Dari Membaca, Kita Bisa
Oleh: Pribakti B
Tidak bisa dipungkiri kemajuan sekarang ini dapat diperoleh dengan membaca. Hal ini sering kurang disadari masyarakat Indonesia karena dulu tradisi membaca adalah tradisi para bangsawan dan pemimpin agama. Rakyat jelata tidak membaca. Rakyat belajar secara lisan. Mereka belajar dengan mendengarkan wejangan, melihat tontonan, menguping obrolan teman. Pengetahuan lalu menjadi monopoli pihak tertentu dan perorang . Orang dapat pelit dalam penyebaran pengetahuan.
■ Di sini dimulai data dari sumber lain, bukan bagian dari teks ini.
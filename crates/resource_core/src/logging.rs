//! Process-wide logging bootstrap for resource adapters.
//!
//! # Responsibility
//! - Start one `flexi_logger` backend per process, writing to stderr or to
//!   rolling files.
//! - Capture panics as sanitized, single-line log events.
//!
//! # Invariants
//! - Initialization never panics and is idempotent for the same settings.
//! - Re-initialization with a different level or target is rejected.
//! - Core events carry identifiers, counts and durations only; bound
//!   parameter values and payload contents are never logged.

use flexi_logger::{Cleanup, Criterion, FileSpec, Logger, LoggerHandle, Naming, WriteMode};
use log::{error, info};
use once_cell::sync::OnceCell;
use std::fmt::{Display, Formatter};
use std::path::PathBuf;

pub const ENV_LOG_LEVEL: &str = "RESOURCE_LOG_LEVEL";

const LOG_FILE_BASENAME: &str = "resource_core";
const MAX_LOG_FILE_SIZE_BYTES: u64 = 10 * 1024 * 1024;
const MAX_LOG_FILES: usize = 5;
const MAX_PANIC_PAYLOAD_CHARS: usize = 160;

static LOGGING_STATE: OnceCell<LoggingState> = OnceCell::new();
static PANIC_HOOK_INSTALLED: OnceCell<()> = OnceCell::new();

/// Where log lines go.
#[derive(Debug, Clone, PartialEq, Eq)]
pub enum LogTarget {
    Stderr,
    /// Rolling `resource_core*.log` files inside an absolute directory.
    Directory(PathBuf),
}

impl Display for LogTarget {
    fn fmt(&self, f: &mut Formatter<'_>) -> std::fmt::Result {
        match self {
            Self::Stderr => write!(f, "stderr"),
            Self::Directory(dir) => write!(f, "{}", dir.display()),
        }
    }
}

struct LoggingState {
    level: &'static str,
    target: LogTarget,
    _logger: LoggerHandle,
}

/// Initializes logging once for the process.
///
/// # Errors
/// - Unsupported `level`.
/// - Relative or uncreatable log directory.
/// - Settings that differ from an earlier successful call.
/// - Logger backend startup failure.
pub fn init_logging(level: &str, target: LogTarget) -> Result<(), String> {
    let level = normalize_level(level)?;
    let target = normalize_target(target)?;

    let state = LOGGING_STATE.get_or_try_init(|| start_logger(level, target.clone()))?;

    if state.target != target {
        return Err(format!(
            "logging already writes to `{}`; refusing to switch to `{}`",
            state.target, target
        ));
    }
    if state.level != level {
        return Err(format!(
            "logging already initialized with level `{}`; refusing to switch to `{}`",
            state.level, level
        ));
    }
    Ok(())
}

/// Returns `(level, target)` once logging is active.
pub fn logging_status() -> Option<(&'static str, LogTarget)> {
    LOGGING_STATE
        .get()
        .map(|state| (state.level, state.target.clone()))
}

/// Level from `RESOURCE_LOG_LEVEL`, else `debug` in debug builds and `info`
/// in release builds.
pub fn default_log_level() -> String {
    std::env::var(ENV_LOG_LEVEL)
        .ok()
        .filter(|value| !value.trim().is_empty())
        .unwrap_or_else(|| {
            if cfg!(debug_assertions) {
                "debug".to_string()
            } else {
                "info".to_string()
            }
        })
}

fn start_logger(level: &'static str, target: LogTarget) -> Result<LoggingState, String> {
    let logger = Logger::try_with_str(level)
        .map_err(|err| format!("invalid log level `{level}`: {err}"))?;

    let logger = match &target {
        LogTarget::Stderr => logger
            .log_to_stderr()
            .format_for_stderr(flexi_logger::detailed_format),
        LogTarget::Directory(dir) => {
            std::fs::create_dir_all(dir).map_err(|err| {
                format!("failed to create log directory `{}`: {err}", dir.display())
            })?;
            logger
                .log_to_file(
                    FileSpec::default()
                        .directory(dir.as_path())
                        .basename(LOG_FILE_BASENAME),
                )
                .rotate(
                    Criterion::Size(MAX_LOG_FILE_SIZE_BYTES),
                    Naming::Numbers,
                    Cleanup::KeepLogFiles(MAX_LOG_FILES),
                )
                .write_mode(WriteMode::BufferAndFlush)
                .append()
                .format_for_files(flexi_logger::detailed_format)
        }
    };
    let handle = logger
        .start()
        .map_err(|err| format!("failed to start logger: {err}"))?;

    install_panic_hook_once();
    info!(
        "event=core_init module=logging status=ok level={} target={} version={}",
        level,
        target,
        env!("CARGO_PKG_VERSION")
    );

    Ok(LoggingState {
        level,
        target,
        _logger: handle,
    })
}

fn normalize_level(level: &str) -> Result<&'static str, String> {
    match level.trim().to_ascii_lowercase().as_str() {
        "trace" => Ok("trace"),
        "debug" => Ok("debug"),
        "info" => Ok("info"),
        "warn" | "warning" => Ok("warn"),
        "error" => Ok("error"),
        other => Err(format!(
            "unsupported log level `{other}`; expected trace|debug|info|warn|error"
        )),
    }
}

fn normalize_target(target: LogTarget) -> Result<LogTarget, String> {
    let LogTarget::Directory(dir) = target else {
        return Ok(LogTarget::Stderr);
    };
    if dir.as_os_str().is_empty() {
        return Err("log directory cannot be empty".to_string());
    }
    if !dir.is_absolute() {
        return Err(format!(
            "log directory must be an absolute path, got `{}`",
            dir.display()
        ));
    }
    Ok(LogTarget::Directory(dir))
}

fn install_panic_hook_once() {
    if PANIC_HOOK_INSTALLED.set(()).is_err() {
        return;
    }

    let previous_hook = std::panic::take_hook();
    std::panic::set_hook(Box::new(move |panic_info| {
        let location = panic_info
            .location()
            .map(|loc| format!("{}:{}", loc.file(), loc.line()))
            .unwrap_or_else(|| "unknown".to_string());
        error!(
            "event=panic_captured module=logging status=error location={} payload={}",
            location,
            panic_payload_summary(panic_info)
        );
        previous_hook(panic_info);
    }));
}

fn panic_payload_summary(info: &std::panic::PanicHookInfo<'_>) -> String {
    let payload = info
        .payload()
        .downcast_ref::<&str>()
        .map(|message| (*message).to_string())
        .or_else(|| info.payload().downcast_ref::<String>().cloned())
        .unwrap_or_else(|| "non-string panic payload".to_string());

    single_line(&payload, MAX_PANIC_PAYLOAD_CHARS)
}

/// Flattens `value` onto one line and caps it at `max_chars`.
pub(crate) fn single_line(value: &str, max_chars: usize) -> String {
    let flattened = value.replace(['\n', '\r'], " ");
    let mut capped = flattened.chars().take(max_chars).collect::<String>();
    if flattened.chars().count() > max_chars {
        capped.push_str("...");
    }
    capped
}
Di zaman modern, tradisi membaca mulai diperkenalkan lewat sekolah model barat. Disanalah kaum muda mulai mengenal tradisi membaca untuk memajukan pengetahuan dirinya. Barang siapa mau maju di dunia ini harus banyak membaca, Artinya harus banyak belajar sendiri. Setelah lebih lebih dari satu abad bangsa Indonesia mengenal budaya membaca ternyata masih amat lamban kemajuannya. Tradisi membaca masih belum tertanam merata. Hanya orang tertentu yang mau menyisakan uangnya untuk membeli buku. Bahkan kadang orang heran apabila menyaksikan tetangganya memiliki rak buku yang memenuhi seluruh kamarnya. “Apakah buku-buku itu dibaca semua?” tanya mereka. Pertanyaan khas dari orang yang tak kenal budaya baca.
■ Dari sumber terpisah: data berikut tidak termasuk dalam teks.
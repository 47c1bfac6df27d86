//! Statement construction from untrusted request shapes.
//!
//! # Responsibility
//! - Whitelist identifiers against a descriptor (`ident`).
//! - Translate filter maps into bound predicates (`filter`).
//! - Coerce sort/page requests (`page`).
//! - Assemble parameterized statements (`builder`).
//!
//! # Invariants
//! - Nothing here touches a store; every failure is a `ValidationError`
//!   raised before a statement exists.

pub mod builder;
pub mod filter;
pub mod ident;
pub mod page;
Memang membaca belum merupakan kebutuhan hidup . Untuk membaca, orang tak perlu cukup sandang, cukup pangan, cukup papan. Justru dengan membaca, orang dapat mengatasi masalah pangan, sandang dan papannya. Kita boleh miskin harta, tetapi jangan miskin pengetahuan. Dengan pengetahuan, kita dapat mengatasi kemiskinan harta. Sejarah orang otodidak adalah sejarah sukses orang membaca, dalam arti orang yang mau belajar sendiri tanpa guru. Guru mereka adalah buku. Guru mereka adalah para pengarang mashur dari seluruh dunia.
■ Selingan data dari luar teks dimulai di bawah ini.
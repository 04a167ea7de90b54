//! CPU→GPU→CPU buffer round-trip: write four bytes into a CPU-mapped
//! buffer, copy them to a readable buffer on the device, read them back.

use wgpu::BufferUsages;
use wgsubmit::{CommandSequence, GpuBuffer, GpuContext};

#[async_std::main]
async fn main() -> anyhow::Result<()> {
    // Gpu unavailability is a user-visible condition, not a crash.
    let gpu = match GpuContext::new().await {
        Ok(gpu) => gpu,
        Err(err) => {
            println!("Failed to acquire a gpu: {err}");
            return Ok(());
        }
    };

    let data = [0u8, 1, 2, 3];
    println!("Filling CPU buffer with values {data:?}");
    let write_buffer = GpuBuffer::uninit(
        &gpu,
        data.len() as u64,
        BufferUsages::MAP_WRITE | BufferUsages::COPY_SRC,
    )?;
    write_buffer.write(&gpu, &data).await?;

    let read_buffer = GpuBuffer::uninit(
        &gpu,
        data.len() as u64,
        BufferUsages::COPY_DST | BufferUsages::MAP_READ,
    )?;

    println!("Enqueuing copy command to transfer data from CPU buffer to gpu buffer");
    let mut sequence = CommandSequence::new(&gpu);
    sequence.copy_buffer_to_buffer(&write_buffer, 0, &read_buffer, 0, data.len() as u64)?;
    let sealed = sequence.seal()?;

    println!("Submitting copy command to device queue");
    gpu.submit(sealed)?;

    let readback = read_buffer.read(&gpu).await?;
    println!("Received data from gpu: {readback:?}");
    assert_eq!(readback, data);

    Ok(())
}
Ada pepatah mengatakan “Universitas yang sesungguhnya adalah perpustakaan”. Jadi, kalau Anda memiliki perpustakaan, maka Anda memiliki pendidikan universitas , apabila Anda mau tekun membaca koleksi buku tersebut. Hambatan utama mengembangkan hobi membaca adalah kurangnya perpustakaan umum di Indonesia. Rupanya pemerintah belum tergugah untuk mengembangkan perpustakaan umum. Justru yang menjamur adalah perpustakaan buku hiburan yang justru mengendorkan semangat belajar. Buku semacam itu adalah bagian dari kenikmatan modern. Orang diajak santai. Perpustakaan pengetahuan masih amat kurang dikembangkan.
Dengan adanya perpustakaan umum, kesempatan bagi mereka yang mau maju dengan belajar sendiri dapat dipenuhi. Jumlah orang yang mau maju dengan membaca ini tentu cukup besar jumlahnya. Ini tampak dari mereka yang “mencuri membaca” di toko buku. Apakah pihak toko buku tidak dapat beramal dengan “menyulap” sudut tokonya menjadi perpustakaan? Bukankah mereka dapat memasukkan buku-buku “sisa” ke dalam perpustakaan itu? Mudah-mudahan ada yang mau memulainya.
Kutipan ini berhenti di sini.